What is the probability that the ball with number "2" on it is present in the box?

  1. 9/20
  2. 9/19
  3. 1/2
  4. 10/19
  5. None of the above

My attempt: We have two cases in the event here.

Case1) If in the first 10 draws if we have thrown out 1 then we go for randomly picking again (this will be the 11th time) from the remaining 10 balls and throw out the randomly selected ball.

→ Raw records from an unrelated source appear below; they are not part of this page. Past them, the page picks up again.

//! Response handling shared by the provider adapters

use reqwest::Client;
use serde::de::DeserializeOwned;
use serde_json::{Map, Value};
use std::time::Duration;
use tracing::debug;

use crate::error::{AdapterError, Result};
use crate::stream::ArtifactStream;

/// Upper bound for a single API round trip (not applied to artifact downloads)
pub(crate) const REQUEST_TIMEOUT: Duration = Duration::from_secs(60);

/// Checks the status code and parses the body as JSON
///
/// Non-success statuses are classified into the adapter error taxonomy.
pub(crate) async fn read_json(response: reqwest::Response) -> Result<Value> {
    let status = response.status();

    if !status.is_success() {
        let error_text = response
            .text()
            .await
            .unwrap_or_else(|_| "Unknown error".to_string());
        return Err(AdapterError::from_status(status.as_u16(), error_text));
    }

    let text = response.text().await?;
    serde_json::from_str(&text).map_err(|e| {
        AdapterError::unexpected(
            format!("Failed to parse JSON response: {}", e),
            Some(Value::String(text)),
        )
    })
}

/// Deserializes a typed view of an already-parsed payload
pub(crate) fn decode<T: DeserializeOwned>(value: &Value) -> Result<T> {
    serde_json::from_value(value.clone()).map_err(|e| {
        AdapterError::unexpected(
            format!("Response did not match the expected shape: {}", e),
            Some(value.clone()),
        )
    })
}

/// Starts downloading an artifact from a resolved URL
pub(crate) async fn download(client: &Client, url: &str) -> Result<ArtifactStream> {
    debug!(url = %url, "Requesting artifact");

    let response = client.get(url).send().await?;
    let status = response.status();

    if !status.is_success() {
        let error_text = response.text().await.unwrap_or_default();
        return Err(AdapterError::from_status(status.as_u16(), error_text).into_delivery_error());
    }

    Ok(ArtifactStream::from_response(response))
}

/// Renders a JSON string or number as text; providers are not consistent about ids
pub(crate) fn scalar_to_string(value: &Value) -> Option<String> {
    match value {
        Value::String(s) if !s.trim().is_empty() => Some(s.clone()),
        Value::Number(n) => Some(n.to_string()),
        _ => None,
    }
}

/// Copies caller-supplied extra fields into a payload object
pub(crate) fn merge_extra(target: &mut Map<String, Value>, extra: &Map<String, Value>) {
    for (key, value) in extra {
        target.insert(key.clone(), value.clone());
    }
}
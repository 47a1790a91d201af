//! Provider domain model
//!
//! Identifies which third-party generation service owns a job.

use serde::{Deserialize, Serialize};

/// A supported image-to-video provider
#[derive(Debug, Clone, Copy, PartialEq, Eq, Hash, Serialize, Deserialize)]
#[serde(rename_all = "snake_case")]
pub enum ProviderKind {
    /// MiniMax Hailuo video generation API
    MiniMax,

    /// Kling models served through PiAPI
    PiApiKling,

    /// Runway image-to-video task API
    Runway,
}

impl ProviderKind {
    /// Short machine-friendly name, used in filenames and log fields
    pub fn as_str(&self) -> &'static str {
        match self {
            ProviderKind::MiniMax => "minimax",
            ProviderKind::PiApiKling => "kling",
            ProviderKind::Runway => "runway",
        }
    }

    /// Human-readable provider name
    pub fn display_name(&self) -> &'static str {
        match self {
            ProviderKind::MiniMax => "MiniMax Hailuo",
            ProviderKind::PiApiKling => "PiAPI Kling",
            ProviderKind::Runway => "Runway",
        }
    }
}

impl std::fmt::Display for ProviderKind {
    fn fmt(&self, f: &mut std::fmt::Formatter<'_>) -> std::fmt::Result {
        write!(f, "{}", self.as_str())
    }
}
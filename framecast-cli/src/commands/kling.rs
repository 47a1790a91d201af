//! PiAPI Kling command

use anyhow::Result;
use clap::Args;
use framecast_client::KlingAdapter;
use framecast_client::kling::{
    DEFAULT_ASPECT_RATIO, DEFAULT_DURATION_SECS, DEFAULT_MODE, DEFAULT_VERSION,
};
use framecast_core::domain::outcome::JobOutcome;
use framecast_core::dto::job::{GenerationOptions, ImageInput, JobRequest};
use serde_json::{Map, Value};
use std::sync::Arc;
use tokio_util::sync::CancellationToken;

use super::run::{output_path, run_job};
use crate::config::Config;

/// Kling options
///
/// PiAPI fetches the image itself, so only a hosted image URL is accepted.
#[derive(Debug, Args)]
pub struct KlingArgs {
    /// Text prompt guiding the video
    #[arg(long)]
    pub prompt: String,

    /// URL of the source image
    #[arg(long)]
    pub image_url: String,

    /// Kling model version
    #[arg(
        long,
        default_value = DEFAULT_VERSION,
        value_parser = ["1.0", "1.5", "1.6", "2.0", "2.1"]
    )]
    pub model: String,

    /// Quality mode
    #[arg(long, default_value = DEFAULT_MODE, value_parser = ["std", "pro"])]
    pub mode: String,

    /// Clip length in seconds
    #[arg(long, default_value_t = DEFAULT_DURATION_SECS, value_parser = parse_duration)]
    pub duration: u32,

    /// Aspect ratio
    #[arg(long, default_value = DEFAULT_ASPECT_RATIO, value_parser = ["16:9", "9:16", "1:1"])]
    pub aspect_ratio: String,

    /// Things the video should avoid
    #[arg(long)]
    pub negative_prompt: Option<String>,

    /// Prompt adherence between 0 and 1
    #[arg(long)]
    pub cfg_scale: Option<f64>,

    /// PiAPI key
    #[arg(long, env = "PIAPI_KEY", hide_env_values = true)]
    pub api_key: String,

    /// Override the API base URL
    #[arg(long, hide = true)]
    pub base_url: Option<String>,
}

/// Kling renders 5 or 10 second clips only
fn parse_duration(value: &str) -> Result<u32, String> {
    match value {
        "5" => Ok(5),
        "10" => Ok(10),
        other => Err(format!("duration must be 5 or 10, got '{}'", other)),
    }
}

pub async fn handle(
    args: KlingArgs,
    config: &Config,
    cancel: CancellationToken,
) -> Result<JobOutcome> {
    let mut adapter = KlingAdapter::new(args.api_key);
    if let Some(base_url) = args.base_url {
        adapter = adapter.with_base_url(base_url);
    }

    let mut extra = Map::new();
    if let Some(cfg_scale) = args.cfg_scale {
        extra.insert("cfg_scale".to_string(), Value::from(cfg_scale));
    }

    let output = output_path(config, &adapter, &args.prompt, &args.model, Some(&args.mode));
    let request = JobRequest::new(args.prompt, output)
        .with_image(ImageInput::Url(args.image_url))
        .with_options(GenerationOptions {
            model: Some(args.model),
            duration_secs: Some(args.duration),
            aspect_ratio: Some(args.aspect_ratio),
            mode: Some(args.mode),
            negative_prompt: args.negative_prompt,
            extra,
        });

    run_job(Arc::new(adapter), request, config, cancel).await
}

For this the number of ways = $\binom{19}{9}$ $\times$ $\binom{10}{1}$

Case2) If in the first 10 draws if we did not get 1 then the remaining 10 balls in the box will definitely have a '1', so we need not go for random picking again. We just have to pick the 1 left in the box and throw it out.

For this the number of ways = $\binom{19}{10}$ $\times$ $\binom{1}{1}$

Now, we will calculate the number of ways of randomly choosing so that 2 remains in the box.

Even for this we have 2 cases.

Case1) If both '1' and '2' are not thrown out after the first 10 random pickings. In this case we need not go for 11th random picking.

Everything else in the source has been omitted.